Signaling and Stress Response
- Carboxy-terminal deletion of the HDL receptor reduces receptor levels in liver and steroidogenic tissues, induces hypercholesterolemia, and causes fatal heart disease
Deletion of the mouse HDL receptor SR-BI's three carboxy-terminal residues induces hypercholesterolemia and decreased receptor expression in liver and steroidogenic tissues, suggesting previously unrecognized carboxy terminus-binding adaptor protein in steroidogenic cells. SR-BIΔCT/apoE knockout mice fed a regular chow diet show severe coronary heart disease and premature death secondary to myocardial infarction.

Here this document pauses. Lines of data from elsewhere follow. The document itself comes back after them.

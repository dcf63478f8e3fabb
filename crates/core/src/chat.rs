//! ChatModel trait: the abstraction over LLM backends.
//!
//! The agent loop only needs one primitive: send the conversation so far,
//! get the model's complete textual turn back. Network clients, retries and
//! backoff live behind this trait.

use async_trait::async_trait;
use std::collections::VecDeque;
use std::sync::Mutex;

use crate::error::ModelError;
use crate::message::ChatMessage;

/// The LLM chat primitive: `chat(messages) -> text`.
#[async_trait]
pub trait ChatModel: Send + Sync {
    /// A human-readable model identifier (e.g., "gpt-4o", "replay").
    fn model(&self) -> &str;

    /// Send the history and get the model's complete turn.
    async fn chat(&self, messages: &[ChatMessage]) -> Result<String, ModelError>;
}

/// A chat model that replays scripted turns in order.
///
/// Used for dry runs from the CLI and as the test double for the agent
/// loop. Every call records the history it was given.
pub struct ScriptedChat {
    turns: Mutex<VecDeque<String>>,
    seen: Mutex<Vec<Vec<ChatMessage>>>,
    total: usize,
}

impl ScriptedChat {
    pub fn new<I, S>(turns: I) -> Self
    where
        I: IntoIterator<Item = S>,
        S: Into<String>,
    {
        let turns: VecDeque<String> = turns.into_iter().map(Into::into).collect();
        let total = turns.len();
        Self {
            turns: Mutex::new(turns),
            seen: Mutex::new(Vec::new()),
            total,
        }
    }

    /// Parse a script file body: turns separated by lines containing only `---`.
    pub fn from_script(script: &str) -> Self {
        let mut turns = Vec::new();
        let mut current = String::new();
        for line in script.lines() {
            if line.trim() == "---" {
                turns.push(current.trim().to_string());
                current.clear();
            } else {
                current.push_str(line);
                current.push('\n');
            }
        }
        if !current.trim().is_empty() {
            turns.push(current.trim().to_string());
        }
        Self::new(turns.into_iter().filter(|t| !t.is_empty()))
    }

    /// Number of `chat` calls served so far.
    pub fn call_count(&self) -> usize {
        self.seen.lock().map(|s| s.len()).unwrap_or(0)
    }

    /// The histories passed to each call, oldest first.
    pub fn requests(&self) -> Vec<Vec<ChatMessage>> {
        self.seen.lock().map(|s| s.clone()).unwrap_or_default()
    }
}

#[async_trait]
impl ChatModel for ScriptedChat {
    fn model(&self) -> &str {
        "replay"
    }

    async fn chat(&self, messages: &[ChatMessage]) -> Result<String, ModelError> {
        if let Ok(mut seen) = self.seen.lock() {
            seen.push(messages.to_vec());
        }
        let next = self
            .turns
            .lock()
            .unwrap_or_else(|poisoned| poisoned.into_inner())
            .pop_front();
        next.ok_or(ModelError::Exhausted(self.total))
    }
}

#[cfg(test)]
mod tests {
    use super::*;

    #[tokio::test]
    async fn replays_turns_in_order() {
        let model = ScriptedChat::new(["one", "two"]);
        let history = vec![ChatMessage::user("hi")];
        assert_eq!(model.chat(&history).await.unwrap(), "one");
        assert_eq!(model.chat(&history).await.unwrap(), "two");
        assert!(matches!(
            model.chat(&history).await,
            Err(ModelError::Exhausted(2))
        ));
        assert_eq!(model.call_count(), 3);
    }

    #[test]
    fn script_splits_on_separator_lines() {
        let script = "Thought: look\nAction: echo\nAction Input: {}\n---\nFinal Answer: done\n";
        let model = ScriptedChat::from_script(script);
        let turns = model.turns.lock().unwrap();
        assert_eq!(turns.len(), 2);
        assert!(turns[0].starts_with("Thought: look"));
        assert!(turns[0].ends_with("Action Input: {}"));
        assert_eq!(turns[1], "Final Answer: done");
    }

    #[test]
    fn script_ignores_empty_turns() {
        let model = ScriptedChat::from_script("---\n\n---\nonly\n---\n");
        assert_eq!(model.total, 1);
    }
}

- FOXO3a regulates BNIP3 and modulates mitochondrial calcium, dynamics, and function in cardiac stress
This is the first study to investigate the role of FOXO3a in cardiac stress, with focus on its role in modulating mitochondrial function and cardiac energetics and function. The gene delivery of dominant-negative FOXO3a in heart failure with preserved ejection fraction improved mitochondrial ultrastructure and function as well as myocardial and, particularly, diastolic function.
Vascular Biology and Microcirculation
- Association of CYP2C19 variants and epoxyeicosatrienoic acids on patients with microvascular angina
We examined the impact of CYP2C19 genotypes and epoxyeicosatrienoic acid (EET) on patients with microvascular angina (MVA). In results, the CYP2C19 poor metabolizer genotype may be a new candidate risk factor for MVA via EET.
- Ion channel mechanisms of rat tail artery contraction-relaxation by menthol involving, respectively, TRPM8 activation and L-type Ca2+ channel inhibition
Although the cold and menthol receptor, calcium-permeable transient receptor potential melastatin 8 (TRPM8), channel is expressed in vascular smooth muscles, surprisingly menthol causes vasorelaxation. Here we dissect the true contractile response of rat tail artery myocytes to TRPM8 activation, which is normally “masked” by the nonspecific inhibition of voltage-activated L-type calcium channels, resulting in vasorelaxation.
- Ebselen does not improve oxidative stress and vascular function in patients with diabetes: a randomized, crossover trial
This study tested the glutathione peroxidase mimetic ebselen in clinically relevant doses and found no significant impact on either oxidative stress or conduit artery vascular function in subjects with diabetes.
- Microstructure and mechanics of human resistance arteries
This is the first study to elucidate and quantify the microstructural bases of the mechanical properties of human resistance arteries. The geometrically accurate mechanical analysis provides new insights into strain fields existing in the walls of small arteries, and raises questions about the mechanobiology of vascular remodeling.